* _WHAT THE TASK REQUIRES_
Extract, unchanged, every line from the top of the material below through the line with "let name_len = read_u32(rec, 60)", and no more.

***

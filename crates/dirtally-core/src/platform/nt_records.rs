/// Decoder for packed `FILE_DIRECTORY_INFORMATION` records.
///
/// `NtQueryDirectoryFile` fills the caller's buffer with variable-length
/// records chained by `NextEntryOffset` (0 on the last record of a batch).
/// Decoding is plain byte arithmetic so it is shared by the Windows listing
/// source and exercised by tests on every platform.
///
/// Record layout (all little-endian):
///
/// ```text
///   0: NextEntryOffset (u32)
///   4: FileIndex       (u32)
///   8: CreationTime    (i64)
///  16: LastAccessTime  (i64)
///  24: LastWriteTime   (i64)
///  32: ChangeTime      (i64)
///  40: EndOfFile       (i64)
///  48: AllocationSize  (i64)
///  56: FileAttributes  (u32)
///  60: FileNameLength  (u32, bytes)
///  64: FileName        (UTF-16, not NUL-terminated)
/// ```
use super::listing::{DirEntry, RawRecord};
use compact_str::CompactString;
use std::ffi::OsString;

pub const FILE_ATTRIBUTE_DIRECTORY: u32 = 0x10;
pub const FILE_ATTRIBUTE_REPARSE_POINT: u32 = 0x400;
pub const FILE_ATTRIBUTE_OFFLINE: u32 = 0x1000;

/// Offset of the first name character; also the smallest valid record.
pub const FILE_NAME_OFFSET: usize = 64;

/// Longest possible record: a 255-character name, padded to 8 bytes. A
/// listing buffer smaller than this cannot hold every entry.
pub const MAX_RECORD_SIZE: usize = (FILE_NAME_OFFSET + 255 * 2).next_multiple_of(8);

/// Decode the record starting at `offset`.
///
/// Returns the record and its `NextEntryOffset`, or `None` if the record
/// does not fit inside `batch`.
pub fn decode_record(batch: &[u8], offset: usize) -> Option<(RawRecord, u32)> {
    let rec = batch.get(offset..)?;
    if rec.len() < FILE_NAME_OFFSET {
        return None;
    }

    let next = read_u32(rec, 0);
    let last_write = read_i64(rec, 24);
    let end_of_file = read_i64(rec, 40);
    let allocation = read_i64(rec, 48);
    let attributes = read_u32(rec, 56);
    let name_len = read_u32(rec, 60) as usize;

    let name_bytes = rec.get(FILE_NAME_OFFSET..FILE_NAME_OFFSET.checked_add(name_len)?)?;
    let units: Vec<u16> = name_bytes
        .chunks_exact(2)
        .map(|c| u16::from_le_bytes([c[0], c[1]]))
        .collect();
    let name: CompactString = char::decode_utf16(units.iter().copied())
        .map(|r| r.unwrap_or('\u{FFFD}'))
        .collect();

    let record = RawRecord {
        entry: DirEntry {
            os_name: os_name_from_wide(&units, &name),
            name,
            logical_size: end_of_file,
            allocated_size: allocation,
            is_directory: attributes & FILE_ATTRIBUTE_DIRECTORY != 0,
            last_modified_raw: last_write,
        },
        reparse_point: attributes & FILE_ATTRIBUTE_REPARSE_POINT != 0,
        offline: attributes & FILE_ATTRIBUTE_OFFLINE != 0,
    };
    Some((record, next))
}

/// NTFS names may hold unpaired surrogates; only the wide form keeps them.
#[cfg(windows)]
fn os_name_from_wide(units: &[u16], _display: &str) -> OsString {
    use std::os::windows::ffi::OsStringExt;
    OsString::from_wide(units)
}

#[cfg(not(windows))]
fn os_name_from_wide(_units: &[u16], display: &str) -> OsString {
    OsString::from(display)
}

#[inline]
fn read_u32(rec: &[u8], at: usize) -> u32 {
    u32::from_le_bytes([rec[at], rec[at + 1], rec[at + 2], rec[at + 3]])
}

#[inline]
fn read_i64(rec: &[u8], at: usize) -> i64 {
    let mut raw = [0u8; 8];
    raw.copy_from_slice(&rec[at..at + 8]);
    i64::from_le_bytes(raw)
}

/// Encode records the way the kernel packs them. Test-only.
#[cfg(test)]
pub(crate) fn encode_batch(records: &[(&str, i64, i64, u32, i64)]) -> Vec<u8> {
    let mut out = Vec::new();
    for (i, (name, eof, alloc, attrs, mtime)) in records.iter().enumerate() {
        let name_utf16: Vec<u8> = name.encode_utf16().flat_map(u16::to_le_bytes).collect();
        // Records are 8-byte aligned inside a batch.
        let len = (FILE_NAME_OFFSET + name_utf16.len()).next_multiple_of(8);
        let next = if i + 1 == records.len() { 0 } else { len as u32 };

        let mut rec = vec![0u8; len];
        rec[0..4].copy_from_slice(&next.to_le_bytes());
        rec[24..32].copy_from_slice(&mtime.to_le_bytes());
        rec[40..48].copy_from_slice(&eof.to_le_bytes());
        rec[48..56].copy_from_slice(&alloc.to_le_bytes());
        rec[56..60].copy_from_slice(&attrs.to_le_bytes());
        rec[60..64].copy_from_slice(&(name_utf16.len() as u32).to_le_bytes());
        rec[FILE_NAME_OFFSET..FILE_NAME_OFFSET + name_utf16.len()].copy_from_slice(&name_utf16);
        out.extend_from_slice(&rec);
    }
    out
}
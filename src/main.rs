//! DirTally: aggregated directory and volume size scanner.
//!
//! Thin binary entry point. All scanning lives in the `dirtally-core`
//! crate; this file parses arguments, runs the scan on a worker thread while
//! polling its progress, and prints the finished tree.

mod report;

use anyhow::{Context, Result};
use clap::Parser;
use dirtally_core::model::{display_threshold, SizeMode};
use dirtally_core::platform::volume_root;
use dirtally_core::scanner::{start_directory_scan, start_volume_scan, ScanHandle};
use report::{format_count, format_size, TreeReport};
use std::io::{self, IsTerminal, Write};
use std::path::PathBuf;
use std::time::Duration;
use tracing_subscriber::EnvFilter;

#[derive(Parser, Debug)]
#[command(
    name = "dirtally",
    version,
    about = "Aggregate directory and volume sizes with live progress."
)]
struct Cli {
    /// Directory to scan, or a drive identifier such as `C:` or `/` with --volume.
    #[arg(default_value = ".")]
    target: String,

    /// Scan the whole volume and add free-space / inaccessible buckets.
    #[arg(long)]
    volume: bool,

    /// Count allocated (on-disk) size instead of logical size. Volume scans
    /// always count allocated size.
    #[arg(long, conflicts_with = "volume")]
    allocated: bool,

    /// Levels below the root to print.
    #[arg(short, long, default_value_t = 2)]
    depth: usize,

    /// Fold children smaller than this fraction of the baseline (0 to 1).
    #[arg(short, long, default_value_t = 0.01, value_parser = parse_fraction)]
    threshold: f64,

    /// Include free space in the folding baseline of a volume scan.
    #[arg(long, requires = "volume")]
    include_free: bool,

    /// Print the tree as JSON instead of a text report.
    #[arg(long)]
    json: bool,

    /// Interval between progress updates, in milliseconds.
    #[arg(long, default_value_t = 100)]
    poll_ms: u64,

    /// Do not print live progress to stderr.
    #[arg(short, long)]
    quiet: bool,
}

fn parse_fraction(s: &str) -> Result<f64, String> {
    let value: f64 = s.parse().map_err(|e| format!("{e}"))?;
    if (0.0..=1.0).contains(&value) {
        Ok(value)
    } else {
        Err(format!("{value} is not between 0 and 1"))
    }
}

fn main() -> Result<()> {
    // Logs go to stderr so stdout carries only the report.
    tracing_subscriber::fmt()
        .with_env_filter(
            EnvFilter::try_from_default_env()
                .unwrap_or_else(|_| EnvFilter::new("dirtally=info,dirtally_core=info")),
        )
        .with_writer(io::stderr)
        .init();

    let cli = Cli::parse();
    tracing::info!("DirTally starting");

    let (handle, root_path) = if cli.volume {
        let handle = start_volume_scan(cli.target.as_str())
            .with_context(|| format!("cannot start scan of volume {}", cli.target))?;
        (handle, volume_root(&cli.target))
    } else {
        let mode = if cli.allocated {
            SizeMode::Allocated
        } else {
            SizeMode::Logical
        };
        let path = PathBuf::from(&cli.target);
        let handle = start_directory_scan(path.clone(), mode)
            .with_context(|| format!("cannot start scan of {}", path.display()))?;
        (handle, path)
    };

    let session = handle.session.clone();
    let show_progress = !cli.quiet && io::stderr().is_terminal();
    let root = wait_with_progress(handle, Duration::from_millis(cli.poll_ms), show_progress)
        .with_context(|| format!("scan of {} failed", cli.target))?;

    let snapshot = session.snapshot();
    let threshold = if cli.volume {
        display_threshold(cli.threshold, cli.include_free, snapshot.space)
    } else {
        (root.size as f64 * cli.threshold) as i64
    };

    let mut stdout = io::stdout().lock();
    if cli.json {
        let doc = serde_json::json!({
            "target": snapshot.target,
            "processed_bytes": snapshot.processed_bytes,
            "space": snapshot.space,
            "progress_percent": snapshot.progress_percent,
            "display_threshold": threshold,
            "inaccessible_paths": snapshot.inaccessible_paths,
            "root": root,
        });
        serde_json::to_writer_pretty(&mut stdout, &doc).context("cannot write JSON")?;
        writeln!(stdout)?;
        return Ok(());
    }

    let report = TreeReport {
        depth: cli.depth,
        threshold,
        inaccessible: &snapshot.inaccessible_paths,
    };
    write!(stdout, "{}", report.render(&root, &root_path))?;
    writeln!(
        stdout,
        "\n{} files, {} directories, {} processed",
        format_count(root.file_count()),
        format_count(root.dir_count()),
        format_size(snapshot.processed_bytes)
    )?;
    if !snapshot.inaccessible_paths.is_empty() {
        writeln!(
            stdout,
            "\nInaccessible directories ({}):",
            format_count(snapshot.inaccessible_paths.len() as u64)
        )?;
        for path in &snapshot.inaccessible_paths {
            writeln!(stdout, "  {path}")?;
        }
    }
    Ok(())
}

/// Poll the session until the worker returns, redrawing one status line.
fn wait_with_progress(
    handle: ScanHandle,
    interval: Duration,
    show: bool,
) -> Result<dirtally_core::FsNode> {
    let session = handle.session.clone();
    let mut stderr = io::stderr();

    while !handle.is_finished() {
        if show {
            // The worker sets the volume baseline once it has read the volume.
            let done = if session.space().total > 0 {
                format!("{:5.1}%", session.progress_percent())
            } else {
                format_size(session.processed_bytes())
            };
            let path = session.current_path();
            let _ = write!(stderr, "\r\x1b[2K{done}  {}", shorten(&path, 100));
            let _ = stderr.flush();
        }
        std::thread::sleep(interval);
    }
    if show {
        let _ = write!(stderr, "\r\x1b[2K");
    }

    Ok(handle.join()?)
}

/// Keep the tail of a long path so the status line stays on one row.
fn shorten(path: &str, max_chars: usize) -> String {
    let count = path.chars().count();
    if count <= max_chars {
        return path.to_string();
    }
    let tail: String = path.chars().skip(count - (max_chars - 3)).collect();
    format!("...{tail}")
}
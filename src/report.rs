//! Console rendering of a finished size tree.
//!
//! The core hands back children in platform order and never filters them.
//! Ordering by size and folding small entries happen here.

use dirtally_core::FsNode;
use std::collections::HashSet;
use std::fmt::Write;
use std::path::Path;

const SIZE_UNITS: [&str; 5] = ["B", "KB", "MB", "GB", "TB"];

/// Binary-prefixed size with one decimal up to MB and two from GB on.
pub fn format_size(bytes: i64) -> String {
    if bytes.unsigned_abs() < 1024 {
        return format!("{bytes} B");
    }
    let mut value = bytes as f64;
    let mut unit = 0;
    while value.abs() >= 1024.0 && unit + 1 < SIZE_UNITS.len() {
        value /= 1024.0;
        unit += 1;
    }
    let precision = if unit >= 3 { 2 } else { 1 };
    format!("{value:.precision$} {}", SIZE_UNITS[unit])
}

/// `1234567` as `1,234,567`.
pub fn format_count(count: u64) -> String {
    let digits = count.to_string();
    let lead = digits.len() % 3;
    let mut out = String::with_capacity(digits.len() + digits.len() / 3);
    for (i, ch) in digits.char_indices() {
        if i > 0 && (i + 3 - lead) % 3 == 0 {
            out.push(',');
        }
        out.push(ch);
    }
    out
}

pub struct TreeReport<'a> {
    /// Levels below the root to print; 0 prints the root only.
    pub depth: usize,
    /// Children smaller than this many bytes are folded into one line.
    pub threshold: i64,
    /// Full paths the scan could not list, as recorded by the session.
    pub inaccessible: &'a [String],
}

impl TreeReport<'_> {
    /// Render `root`, which was scanned from `root_path`.
    pub fn render(&self, root: &FsNode, root_path: &Path) -> String {
        let denied: HashSet<&str> = self.inaccessible.iter().map(String::as_str).collect();
        let mut out = String::new();
        self.render_node(&mut out, root, root_path, 0, &denied);
        out
    }

    fn render_node(
        &self,
        out: &mut String,
        node: &FsNode,
        path: &Path,
        level: usize,
        denied: &HashSet<&str>,
    ) {
        let indent = "  ".repeat(level);
        let suffix = if node.is_dir() { "/" } else { "" };
        let _ = write!(out, "{indent}{:>10}  {}{suffix}", format_size(node.size), node.name);
        let is_denied = denied.contains(&*path.to_string_lossy());
        match (is_denied, node.is_unscanned_dir()) {
            (true, true) => out.push_str("  <access denied>"),
            (true, false) => out.push_str("  <partially listed>"),
            (false, true) => out.push_str("  <not scanned>"),
            (false, false) => {}
        }
        out.push('\n');

        if level >= self.depth {
            return;
        }

        let mut children: Vec<&FsNode> = node.children().iter().collect();
        children.sort_by(|a, b| b.size.cmp(&a.size).then_with(|| a.name.cmp(&b.name)));

        let small = children.iter().filter(|c| c.size < self.threshold).count();
        let fold = small > 1;
        let mut folded_bytes = 0i64;

        for child in children {
            if fold && child.size < self.threshold {
                folded_bytes += child.size;
                continue;
            }
            self.render_node(out, child, &path.join(child.name.as_str()), level + 1, denied);
        }

        if fold {
            let _ = writeln!(
                out,
                "{indent}  {:>10}  <{} smaller items>",
                format_size(folded_bytes),
                format_count(small as u64)
            );
        }
    }
}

***

* _RESULT FOR THIS TASK_
filename crates/dirtally-core/src/platform/nt_records.rs
/// Decoder for packed `FILE_DIRECTORY_INFORMATION` records.
///
/// `NtQueryDirectoryFile` fills the caller's buffer with variable-length
/// records chained by `NextEntryOffset` (0 on the last record of a batch).
/// Decoding is plain byte arithmetic so it is shared by the Windows listing
/// source and exercised by tests on every platform.
///
/// Record layout (all little-endian):
///
/// ```text
///   0: NextEntryOffset (u32)
///   4: FileIndex       (u32)
///   8: CreationTime    (i64)
///  16: LastAccessTime  (i64)
///  24: LastWriteTime   (i64)
///  32: ChangeTime      (i64)
///  40: EndOfFile       (i64)
///  48: AllocationSize  (i64)
///  56: FileAttributes  (u32)
///  60: FileNameLength  (u32, bytes)
///  64: FileName        (UTF-16, not NUL-terminated)
/// ```
use super::listing::{DirEntry, RawRecord};
use compact_str::CompactString;
use std::ffi::OsString;

pub const FILE_ATTRIBUTE_DIRECTORY: u32 = 0x10;
pub const FILE_ATTRIBUTE_REPARSE_POINT: u32 = 0x400;
pub const FILE_ATTRIBUTE_OFFLINE: u32 = 0x1000;

/// Offset of the first name character; also the smallest valid record.
pub const FILE_NAME_OFFSET: usize = 64;

/// Longest possible record: a 255-character name, padded to 8 bytes. A
/// listing buffer smaller than this cannot hold every entry.
pub const MAX_RECORD_SIZE: usize = (FILE_NAME_OFFSET + 255 * 2).next_multiple_of(8);

/// Decode the record starting at `offset`.
///
/// Returns the record and its `NextEntryOffset`, or `None` if the record
/// does not fit inside `batch`.
pub fn decode_record(batch: &[u8], offset: usize) -> Option<(RawRecord, u32)> {
    let rec = batch.get(offset..)?;
    if rec.len() < FILE_NAME_OFFSET {
        return None;
    }

    let next = read_u32(rec, 0);
    let last_write = read_i64(rec, 24);
    let end_of_file = read_i64(rec, 40);
    let allocation = read_i64(rec, 48);
    let attributes = read_u32(rec, 56);
    let name_len = read_u32(rec, 60) as usize;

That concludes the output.